Here's a slide show of OC Fair photos I threw together. Most of the photos are of the deep-fried treats I found.

QUICK QUIZ!
Which of these is NOT a food available at the Orange County Fair:

a) Deep -Fried Avacado
b) Nachos on a Stick
c) Deep-Fried Twinkee
d) Cheescake on a Stick
e) Deep-Fried Oreos
f) Salad

The correct answer is "b," but I'm already working on the patent so no
stealing! If yesterday is any indications, fair food is a cash cow.
Hey, someone's got to help America fill its size 20 stretch pants.

As you'll also see by the photos, this year's demolition derby was
police-themed. Each of the thirteen cars was sponsored by a different
Orange County Police department. Much to my dismay, Mission Viejo was not represented. Unable to give it up for my homees back in the MV, I cheered for the one car driven by a chick (she took second place).

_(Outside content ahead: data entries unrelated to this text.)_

//! Scripted driver for unit tests: an in-memory element table plus failure
//! toggles and a call journal, so fallback ordering and session lifecycle
//! can be asserted without a live browser.

use crate::errors::{AutomationError, Result};
use crate::types::{BrowserConfig, Selector};
use async_trait::async_trait;
use std::collections::HashMap;
use std::sync::Mutex;
use std::time::{Duration, Instant};

use super::{Driver, Probe};

#[derive(Debug, Clone)]
pub struct FakeElement {
    pub count: usize,
    pub visible: bool,
    pub enabled: bool,
    pub text: String,
    pub value: String,
    pub appears_after: Option<Duration>,
}

impl Default for FakeElement {
    fn default() -> Self {
        Self {
            count: 1,
            visible: true,
            enabled: true,
            text: String::new(),
            value: String::new(),
            appears_after: None,
        }
    }
}

#[derive(Debug, Default)]
pub struct FailureFlags {
    pub launch: bool,
    pub url_probe: bool,
    pub navigate: bool,
    pub native_click: bool,
    pub scripted_click: bool,
    pub native_type: bool,
    pub char_type: bool,
    pub scripted_value: bool,
    pub native_clear: bool,
    pub scripted_clear: bool,
    pub keys_clear: bool,
    pub enter: bool,
    pub submit_button: bool,
    pub form_submit: bool,
}

#[derive(Debug)]
struct FakeState {
    launches: usize,
    closes: usize,
    running: bool,
    tabs: Vec<String>,
    elements: HashMap<String, FakeElement>,
    flags: FailureFlags,
    journal: Vec<String>,
    started: Instant,
}

#[derive(Debug)]
pub struct FakeDriver {
    state: Mutex<FakeState>,
}

impl FakeDriver {
    pub fn new() -> Self {
        Self {
            state: Mutex::new(FakeState {
                launches: 0,
                closes: 0,
                running: false,
                tabs: Vec::new(),
                elements: HashMap::new(),
                flags: FailureFlags::default(),
                journal: Vec::new(),
                started: Instant::now(),
            }),
        }
    }

    pub fn with_element(self, selector: &Selector, element: FakeElement) -> Self {
        self.state
            .lock()
            .unwrap()
            .elements
            .insert(selector.describe(), element);
        self
    }

    pub fn set_flags(&self, configure: impl FnOnce(&mut FailureFlags)) {
        configure(&mut self.state.lock().unwrap().flags);
    }

    pub fn launches(&self) -> usize {
        self.state.lock().unwrap().launches
    }

    pub fn closes(&self) -> usize {
        self.state.lock().unwrap().closes
    }

    pub fn journal(&self) -> Vec<String> {
        self.state.lock().unwrap().journal.clone()
    }

    pub fn element_value(&self, selector: &Selector) -> Option<String> {
        self.state
            .lock()
            .unwrap()
            .elements
            .get(&selector.describe())
            .map(|e| e.value.clone())
    }

    fn record(&self, entry: String) {
        self.state.lock().unwrap().journal.push(entry);
    }

    fn not_found(selector: &Selector) -> AutomationError {
        AutomationError::ElementNotFound(format!("no element matching {}", selector.describe()))
    }
}

impl Default for FakeDriver {
    fn default() -> Self {
        Self::new()
    }
}

impl FakeState {
    fn lookup(&self, selector: &Selector) -> Option<&FakeElement> {
        let element = self.elements.get(&selector.describe())?;
        if let Some(delay) = element.appears_after {
            if self.started.elapsed() < delay {
                return None;
            }
        }
        Some(element)
    }

    fn lookup_mut(&mut self, selector: &Selector) -> Option<&mut FakeElement> {
        let visible_yet = self.lookup(selector).is_some();
        if visible_yet {
            self.elements.get_mut(&selector.describe())
        } else {
            None
        }
    }
}

#[async_trait]
impl Driver for FakeDriver {
    async fn launch(&mut self, _config: &BrowserConfig) -> Result<()> {
        let mut state = self.state.lock().unwrap();
        if state.flags.launch {
            return Err(AutomationError::Session(
                "browser binary missing".to_string(),
            ));
        }
        state.launches += 1;
        state.running = true;
        state.tabs.clear();
        Ok(())
    }

    fn is_running(&self) -> bool {
        self.state.lock().unwrap().running
    }

    async fn close(&mut self) -> Result<()> {
        let mut state = self.state.lock().unwrap();
        state.closes += 1;
        state.running = false;
        state.tabs.clear();
        Ok(())
    }

    async fn open_tab(&mut self, url: &str) -> Result<()> {
        let mut state = self.state.lock().unwrap();
        if !state.running {
            return Err(AutomationError::Session("browser not launched".to_string()));
        }
        if state.flags.navigate {
            return Err(AutomationError::Interaction(
                "navigation refused".to_string(),
            ));
        }
        state.journal.push(format!("open_tab {url}"));
        state.tabs.push(url.to_string());
        Ok(())
    }

    fn tab_count(&self) -> usize {
        self.state.lock().unwrap().tabs.len()
    }

    async fn current_url(&self) -> Result<String> {
        let state = self.state.lock().unwrap();
        if state.flags.url_probe {
            return Err(AutomationError::Driver("connection refused".to_string()));
        }
        state
            .tabs
            .last()
            .cloned()
            .ok_or_else(|| AutomationError::Session("no active tab".to_string()))
    }

    async fn ready_state(&self) -> Result<String> {
        Ok("complete".to_string())
    }

    async fn count_matches(&self, selector: &Selector) -> Result<usize> {
        let state = self.state.lock().unwrap();
        Ok(state.lookup(selector).map(|e| e.count).unwrap_or(0))
    }

    async fn probe(&self, selector: &Selector, _index: usize) -> Result<Probe> {
        let state = self.state.lock().unwrap();
        Ok(match state.lookup(selector) {
            Some(element) => Probe {
                present: true,
                visible: element.visible,
                enabled: element.enabled,
            },
            None => Probe::default(),
        })
    }

    async fn scroll_into_view(&self, selector: &Selector, _index: usize) -> Result<()> {
        self.record(format!("scroll_into_view {}", selector.describe()));
        let state = self.state.lock().unwrap();
        state
            .lookup(selector)
            .map(|_| ())
            .ok_or_else(|| Self::not_found(selector))
    }

    async fn focus(&self, selector: &Selector, _index: usize) -> Result<()> {
        self.record(format!("focus {}", selector.describe()));
        let state = self.state.lock().unwrap();
        state
            .lookup(selector)
            .map(|_| ())
            .ok_or_else(|| Self::not_found(selector))
    }

    async fn read_text(&self, selector: &Selector, _index: usize) -> Result<String> {
        let state = self.state.lock().unwrap();
        state
            .lookup(selector)
            .map(|e| e.text.clone())
            .ok_or_else(|| Self::not_found(selector))
    }

    async fn field_value(&self, selector: &Selector, _index: usize) -> Result<String> {
        let state = self.state.lock().unwrap();
        state
            .lookup(selector)
            .map(|e| e.value.clone())
            .ok_or_else(|| Self::not_found(selector))
    }

    async fn click_native(&self, selector: &Selector, index: usize) -> Result<()> {
        self.record(format!("click_native {} {index}", selector.describe()));
        let state = self.state.lock().unwrap();
        if state.flags.native_click {
            return Err(AutomationError::Interaction(
                "native click refused".to_string(),
            ));
        }
        let element = state.lookup(selector).ok_or_else(|| Self::not_found(selector))?;
        if index >= element.count {
            return Err(Self::not_found(selector));
        }
        Ok(())
    }

    async fn click_scripted(&self, selector: &Selector, index: usize) -> Result<()> {
        self.record(format!("click_scripted {} {index}", selector.describe()));
        let state = self.state.lock().unwrap();
        if state.flags.scripted_click {
            return Err(AutomationError::Interaction(
                "scripted click refused".to_string(),
            ));
        }
        let element = state.lookup(selector).ok_or_else(|| Self::not_found(selector))?;
        if index >= element.count {
            return Err(Self::not_found(selector));
        }
        Ok(())
    }

    async fn clear_native(&self, selector: &Selector, _index: usize) -> Result<()> {
        self.record(format!("clear_native {}", selector.describe()));
        let mut state = self.state.lock().unwrap();
        if state.flags.native_clear {
            return Err(AutomationError::Interaction(
                "native clear refused".to_string(),
            ));
        }
        let element = state
            .lookup_mut(selector)
            .ok_or_else(|| Self::not_found(selector))?;
        element.value.clear();
        Ok(())
    }

    async fn clear_scripted(&self, selector: &Selector, _index: usize) -> Result<()> {
        self.record(format!("clear_scripted {}", selector.describe()));
        let mut state = self.state.lock().unwrap();
        if state.flags.scripted_clear {
            return Err(AutomationError::Interaction(
                "scripted clear refused".to_string(),
            ));
        }
        let element = state
            .lookup_mut(selector)
            .ok_or_else(|| Self::not_found(selector))?;
        element.value.clear();
        Ok(())
    }

    async fn clear_with_keys(&self, selector: &Selector, _index: usize) -> Result<()> {
        self.record(format!("clear_with_keys {}", selector.describe()));
        let mut state = self.state.lock().unwrap();
        if state.flags.keys_clear {
            return Err(AutomationError::Interaction(
                "key clear refused".to_string(),
            ));
        }
        let element = state
            .lookup_mut(selector)
            .ok_or_else(|| Self::not_found(selector))?;
        element.value.clear();
        Ok(())
    }

    async fn type_native(&self, selector: &Selector, _index: usize, text: &str) -> Result<()> {
        self.record(format!("type_native {} {text:?}", selector.describe()));
        let mut state = self.state.lock().unwrap();
        if state.flags.native_type {
            return Err(AutomationError::Interaction(
                "native typing refused".to_string(),
            ));
        }
        let element = state
            .lookup_mut(selector)
            .ok_or_else(|| Self::not_found(selector))?;
        element.value = text.to_string();
        Ok(())
    }

    async fn type_char(&self, selector: &Selector, _index: usize, ch: char) -> Result<()> {
        self.record(format!("type_char {} {ch:?}", selector.describe()));
        let mut state = self.state.lock().unwrap();
        if state.flags.char_type {
            return Err(AutomationError::Interaction(
                "per-char typing refused".to_string(),
            ));
        }
        let element = state
            .lookup_mut(selector)
            .ok_or_else(|| Self::not_found(selector))?;
        element.value.push(ch);
        Ok(())
    }

    async fn set_value_scripted(
        &self,
        selector: &Selector,
        _index: usize,
        text: &str,
    ) -> Result<()> {
        self.record(format!("set_value {} {text:?}", selector.describe()));
        let mut state = self.state.lock().unwrap();
        if state.flags.scripted_value {
            return Err(AutomationError::Interaction(
                "scripted value refused".to_string(),
            ));
        }
        let element = state
            .lookup_mut(selector)
            .ok_or_else(|| Self::not_found(selector))?;
        element.value = text.to_string();
        Ok(())
    }

    async fn press_enter(&self, selector: &Selector, _index: usize) -> Result<()> {
        self.record(format!("press_enter {}", selector.describe()));
        let state = self.state.lock().unwrap();
        if state.flags.enter {
            return Err(AutomationError::Interaction(
                "enter key refused".to_string(),
            ));
        }
        state
            .lookup(selector)
            .map(|_| ())
            .ok_or_else(|| Self::not_found(selector))
    }

    async fn click_submit_control(&self) -> Result<()> {
        self.record("click_submit_control".to_string());
        let state = self.state.lock().unwrap();
        if state.flags.submit_button {
            return Err(AutomationError::Interaction(
                "no visible submit control on page".to_string(),
            ));
        }
        Ok(())
    }

    async fn submit_form_scripted(&self, selector: &Selector, _index: usize) -> Result<()> {
        self.record(format!("submit_form {}", selector.describe()));
        let state = self.state.lock().unwrap();
        if state.flags.form_submit {
            return Err(AutomationError::Interaction(
                "element has no enclosing form".to_string(),
            ));
        }
        Ok(())
    }

    async fn scroll_by(&self, delta_y: i64) -> Result<()> {
        self.record(format!("scroll_by {delta_y}"));
        Ok(())
    }
}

But those fair organizers aren't off the hook. I was robbed of the
opportunity to raise my beer and yell "wooooo!" to show my civic
pride. When the Irvine car rammed the Tustin car, and guy next to me yelled "F-ck You, Tustin!" I thought, "Man, that should have been
me." To make matters worse, none of south orange county was
represented. With thirteen cars, I had hoped that at least one of my
local subdivisions would be there. It really would have
lessened the sting if I could have at least flicked a nacho into the
ring and yelled, "Take that you Aliso Viej-hole!"

In other news, Barry earned his Master Scuba Diver rating this
weekend. The Master Scuba Diver (or MSD) rating is the highest
non-professional certification you can get. We call it the "black
belt" of scuba diving. The requirements include completion of nine
different scuba courses plus completion of fifty dives. Altogether,
it takes more than 100 hours of dive experience to reach this level
and it's something few divers ever accomplish. We'll be up in
Portland next week, so if you see him, please tell him congrats.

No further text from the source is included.